» **WHAT YOU HAVE TO DO**: Repeat the listing that follows exactly, please.

*** Opening RECORDS PROVIDED ***

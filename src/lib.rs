//! cache-resilience library
//!
//! Shared, self-healing connection to a (possibly clustered) cache server:
//! coalesced reconnect, classified retry with capped backoff, and lazy
//! cluster-wide key scanning.

pub mod client;
pub mod cluster;
pub mod config;
pub mod connection;
pub mod retry;
pub mod shutdown;
pub mod utils;
pub mod workers;
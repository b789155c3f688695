//! Cluster-aware key scanning
//!
//! Keys are enumerated lazily, one SCAN page at a time, shard by shard in
//! topology order. Pattern filtering is left to the server. A failure on
//! one shard ends that shard's sequence with a `ShardFailed` item and the
//! scan moves on to the next shard.

use std::collections::VecDeque;
use std::sync::Arc;

use tracing::{debug, warn};

use super::node::Endpoint;
use crate::connection::ConnectionHandle;
use crate::shutdown::ShutdownSignal;
use crate::utils::CacheError;

/// Keys requested per SCAN page (server-side COUNT hint)
pub const DEFAULT_PAGE_SIZE: usize = 250;

/// Shard endpoints of `handle`, in scan order
///
/// A single endpoint when the server is not clustered.
pub fn list_endpoints(handle: &ConnectionHandle) -> Vec<Endpoint> {
    handle.endpoints().to_vec()
}

/// Keys matching `pattern` on one shard
pub fn scan(handle: Arc<ConnectionHandle>, endpoint: Endpoint, pattern: &str) -> ShardScan {
    ShardScan::new(handle, endpoint, pattern, DEFAULT_PAGE_SIZE)
}

/// Keys matching `pattern` on every shard, each shard's keys contiguous
pub fn scan_cluster(handle: Arc<ConnectionHandle>, pattern: &str) -> ClusterScan {
    ClusterScan::new(handle, pattern)
}

/// Cursor-driven scan of a single shard
///
/// Yields `Err` at most once, after which the sequence ends.
pub struct ShardScan {
    handle: Arc<ConnectionHandle>,
    endpoint: Endpoint,
    pattern: String,
    page_size: usize,
    cursor: u64,
    buffer: VecDeque<String>,
    done: bool,
}

impl ShardScan {
    pub fn new(
        handle: Arc<ConnectionHandle>,
        endpoint: Endpoint,
        pattern: &str,
        page_size: usize,
    ) -> Self {
        Self {
            handle,
            endpoint,
            pattern: pattern.to_string(),
            page_size: page_size.max(1),
            cursor: 0,
            buffer: VecDeque::new(),
            done: false,
        }
    }

    pub fn endpoint(&self) -> &Endpoint {
        &self.endpoint
    }
}

impl Iterator for ShardScan {
    type Item = Result<String, CacheError>;

    fn next(&mut self) -> Option<Self::Item> {
        loop {
            if let Some(key) = self.buffer.pop_front() {
                return Some(Ok(key));
            }
            if self.done {
                return None;
            }

            match self
                .handle
                .scan_page(&self.endpoint, self.cursor, &self.pattern, self.page_size)
            {
                Ok((next, keys)) => {
                    self.cursor = next;
                    // Cursor back at 0 means the iteration is complete
                    self.done = next == 0;
                    self.buffer.extend(keys);
                }
                Err(e) => {
                    self.done = true;
                    return Some(Err(e));
                }
            }
        }
    }
}

/// One item of a cluster scan
#[derive(Debug)]
pub enum ScanItem {
    Key { endpoint: Endpoint, key: String },
    /// The shard's sequence ended early; keys already yielded remain valid
    ShardFailed { endpoint: Endpoint, error: CacheError },
}

impl ScanItem {
    pub fn endpoint(&self) -> &Endpoint {
        match self {
            ScanItem::Key { endpoint, .. } | ScanItem::ShardFailed { endpoint, .. } => endpoint,
        }
    }

    pub fn key(&self) -> Option<&str> {
        match self {
            ScanItem::Key { key, .. } => Some(key),
            ScanItem::ShardFailed { .. } => None,
        }
    }

    pub fn is_failure(&self) -> bool {
        matches!(self, ScanItem::ShardFailed { .. })
    }
}

/// Scan of every shard in topology order
pub struct ClusterScan {
    handle: Arc<ConnectionHandle>,
    pattern: String,
    page_size: usize,
    pending: VecDeque<Endpoint>,
    current: Option<ShardScan>,
    shutdown: Option<ShutdownSignal>,
}

impl ClusterScan {
    pub fn new(handle: Arc<ConnectionHandle>, pattern: &str) -> Self {
        let pending = list_endpoints(&handle).into();
        Self {
            handle,
            pattern: pattern.to_string(),
            page_size: DEFAULT_PAGE_SIZE,
            pending,
            current: None,
            shutdown: None,
        }
    }

    pub fn page_size(mut self, page_size: usize) -> Self {
        self.page_size = page_size;
        self
    }

    /// Stop yielding once `shutdown` is cancelled
    pub fn with_shutdown(mut self, shutdown: ShutdownSignal) -> Self {
        self.shutdown = Some(shutdown);
        self
    }
}

impl Iterator for ClusterScan {
    type Item = ScanItem;

    fn next(&mut self) -> Option<ScanItem> {
        loop {
            if self.shutdown.as_ref().is_some_and(|s| s.is_cancelled()) {
                self.pending.clear();
                self.current = None;
                return None;
            }

            if self.current.is_none() {
                let endpoint = self.pending.pop_front()?;
                debug!("Scanning {} for '{}'", endpoint, self.pattern);
                self.current = Some(ShardScan::new(
                    Arc::clone(&self.handle),
                    endpoint,
                    &self.pattern,
                    self.page_size,
                ));
            }
            let shard = self.current.as_mut()?;

            match shard.next() {
                Some(Ok(key)) => {
                    return Some(ScanItem::Key {
                        endpoint: shard.endpoint().clone(),
                        key,
                    })
                }
                Some(Err(error)) => {
                    let endpoint = shard.endpoint().clone();
                    warn!("Scan of {} aborted: {}", endpoint, error);
                    self.current = None;
                    return Some(ScanItem::ShardFailed { endpoint, error });
                }
                None => self.current = None,
            }
        }
    }
}
//! TLS configuration

use std::path::PathBuf;

/// TLS configuration
#[derive(Debug, Clone, Default, PartialEq, Eq)]
pub struct TlsConfig {
    pub skip_verify: bool,
    pub ca_cert: Option<PathBuf>,
    /// Server Name Indication override (defaults to the endpoint host)
    pub sni: Option<String>,
}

*** Closing RECORDS PROVIDED ***

» **ANSWER TO THIS EXERCISE**:
filename src/lib.rs
//! cache-resilience library
//!
//! Shared, self-healing connection to a (possibly clustered) cache server:
//! coalesced reconnect, classified retry with capped backoff, and lazy
//! cluster-wide key scanning.

pub mod client;
pub mod cluster;
pub mod config;
pub mod connection;
pub mod retry;
pub mod shutdown;
pub mod utils;
pub mod workers;
repository b789155c3f688695
//! Cluster-aware key scanning
//!
//! Keys are enumerated lazily, one SCAN page at a time, shard by shard in
//! topology order. Pattern filtering is left to the server. A failure on
//! one shard ends that shard's sequence with a `ShardFailed` item and the
//! scan moves on to the next shard.

use std::collections::VecDeque;
use std::sync::Arc;

use tracing::{debug, warn};

use super::node::Endpoint;
use crate::connection::ConnectionHandle;
use crate::shutdown::ShutdownSignal;
use crate::utils::CacheError;

/// Keys requested per SCAN page (server-side COUNT hint)
pub const DEFAULT_PAGE_SIZE: usize = 250;

/// Shard endpoints of `handle`, in scan order
///
/// A single endpoint when the server is not clustered.
pub fn list_endpoints(handle: &ConnectionHandle) -> Vec<Endpoint> {
    handle.endpoints().to_vec()
}

/// Keys matching `pattern` on one shard
pub fn scan(handle: Arc<ConnectionHandle>, endpoint: Endpoint, pattern: &str) -> ShardScan {
    ShardScan::new(handle, endpoint, pattern, DEFAULT_PAGE_SIZE)
}

/// Keys matching `pattern` on every shard, each shard's keys contiguous
pub fn scan_cluster(handle: Arc<ConnectionHandle>, pattern: &str) -> ClusterScan {
    ClusterScan::new(handle, pattern)
}

/// Cursor-driven scan of a single shard
///
/// Yields `Err` at most once, after which the sequence ends.
pub struct ShardScan {
    handle: Arc<ConnectionHandle>,
    endpoint: Endpoint,
    pattern: String,
    page_size: usize,
    cursor: u64,
    buffer: VecDeque<String>,
    done: bool,
}

impl ShardScan {
    pub fn new(
        handle: Arc<ConnectionHandle>,
        endpoint: Endpoint,
        pattern: &str,
        page_size: usize,
    ) -> Self {
        Self {
            handle,
            endpoint,
            pattern: pattern.to_string(),
            page_size: page_size.max(1),
            cursor: 0,
            buffer: VecDeque::new(),
            done: false,
        }
    }

    pub fn endpoint(&self) -> &Endpoint {
        &self.endpoint
    }
}

impl Iterator for ShardScan {
    type Item = Result<String, CacheError>;

    fn next(&mut self) -> Option<Self::Item> {
        loop {
            if let Some(key) = self.buffer.pop_front() {
                return Some(Ok(key));
            }
            if self.done {
                return None;
            }

            match self
                .handle
                .scan_page(&self.endpoint, self.cursor, &self.pattern, self.page_size)
            {
                Ok((next, keys)) => {
                    self.cursor = next;
                    // Cursor back at 0 means the iteration is complete
                    self.done = next == 0;
                    self.buffer.extend(keys);
                }
                Err(e) => {
                    self.done = true;
                    return Some(Err(e));
                }
            }
        }
    }
}

/// One item of a cluster scan
#[derive(Debug)]
pub enum ScanItem {
    Key { endpoint: Endpoint, key: String },
    /// The shard's sequence ended early; keys already yielded remain valid
    ShardFailed { endpoint: Endpoint, error: CacheError },
}

impl ScanItem {
    pub fn endpoint(&self) -> &Endpoint {
        match self {
            ScanItem::Key { endpoint, .. } | ScanItem::ShardFailed { endpoint, .. } => endpoint,
        }
    }

    pub fn key(&self) -> Option<&str> {
        match self {
            ScanItem::Key { key, .. } => Some(key),
            ScanItem::ShardFailed { .. } => None,
        }
    }

    pub fn is_failure(&self) -> bool {
        matches!(self, ScanItem::ShardFailed { .. })
    }
}

/// Scan of every shard in topology order
pub struct ClusterScan {
    handle: Arc<ConnectionHandle>,
    pattern: String,
    page_size: usize,
    pending: VecDeque<Endpoint>,
    current: Option<ShardScan>,
    shutdown: Option<ShutdownSignal>,
}

impl ClusterScan {
    pub fn new(handle: Arc<ConnectionHandle>, pattern: &str) -> Self {
        let pending = list_endpoints(&handle).into();
        Self {
            handle,
            pattern: pattern.to_string(),
            page_size: DEFAULT_PAGE_SIZE,
            pending,
            current: None,
            shutdown: None,
        }
    }

    pub fn page_size(mut self, page_size: usize) -> Self {
        self.page_size = page_size;
        self
    }

    /// Stop yielding once `shutdown` is cancelled
    pub fn with_shutdown(mut self, shutdown: ShutdownSignal) -> Self {
        self.shutdown = Some(shutdown);
        self
    }
}

impl Iterator for ClusterScan {
    type Item = ScanItem;

    fn next(&mut self) -> Option<ScanItem> {
        loop {
            if self.shutdown.as_ref().is_some_and(|s| s.is_cancelled()) {
                self.pending.clear();
                self.current = None;
                return None;
            }

            if self.current.is_none() {
                let endpoint = self.pending.pop_front()?;
                debug!("Scanning {} for '{}'", endpoint, self.pattern);
                self.current = Some(ShardScan::new(
                    Arc::clone(&self.handle),
                    endpoint,
                    &self.pattern,
                    self.page_size,
                ));
            }
            let shard = self.current.as_mut()?;

            match shard.next() {
                Some(Ok(key)) => {
                    return Some(ScanItem::Key {
                        endpoint: shard.endpoint().clone(),
                        key,
                    })
                }
                Some(Err(error)) => {
                    let endpoint = shard.endpoint().clone();
                    warn!("Scan of {} aborted: {}", endpoint, error);
                    self.current = None;
                    return Some(ScanItem::ShardFailed { endpoint, error });
                }
                None => self.current = None,
            }
        }
    }
}
//! TLS configuration

use std::path::PathBuf;

/// TLS configuration
#[derive(Debug, Clone, Default, PartialEq, Eq)]
pub struct TlsConfig {
    pub skip_verify: bool,
    pub ca_cert: Option<PathBuf>,
    /// Server Name Indication override (defaults to the endpoint host)
    pub sni: Option<String>,
}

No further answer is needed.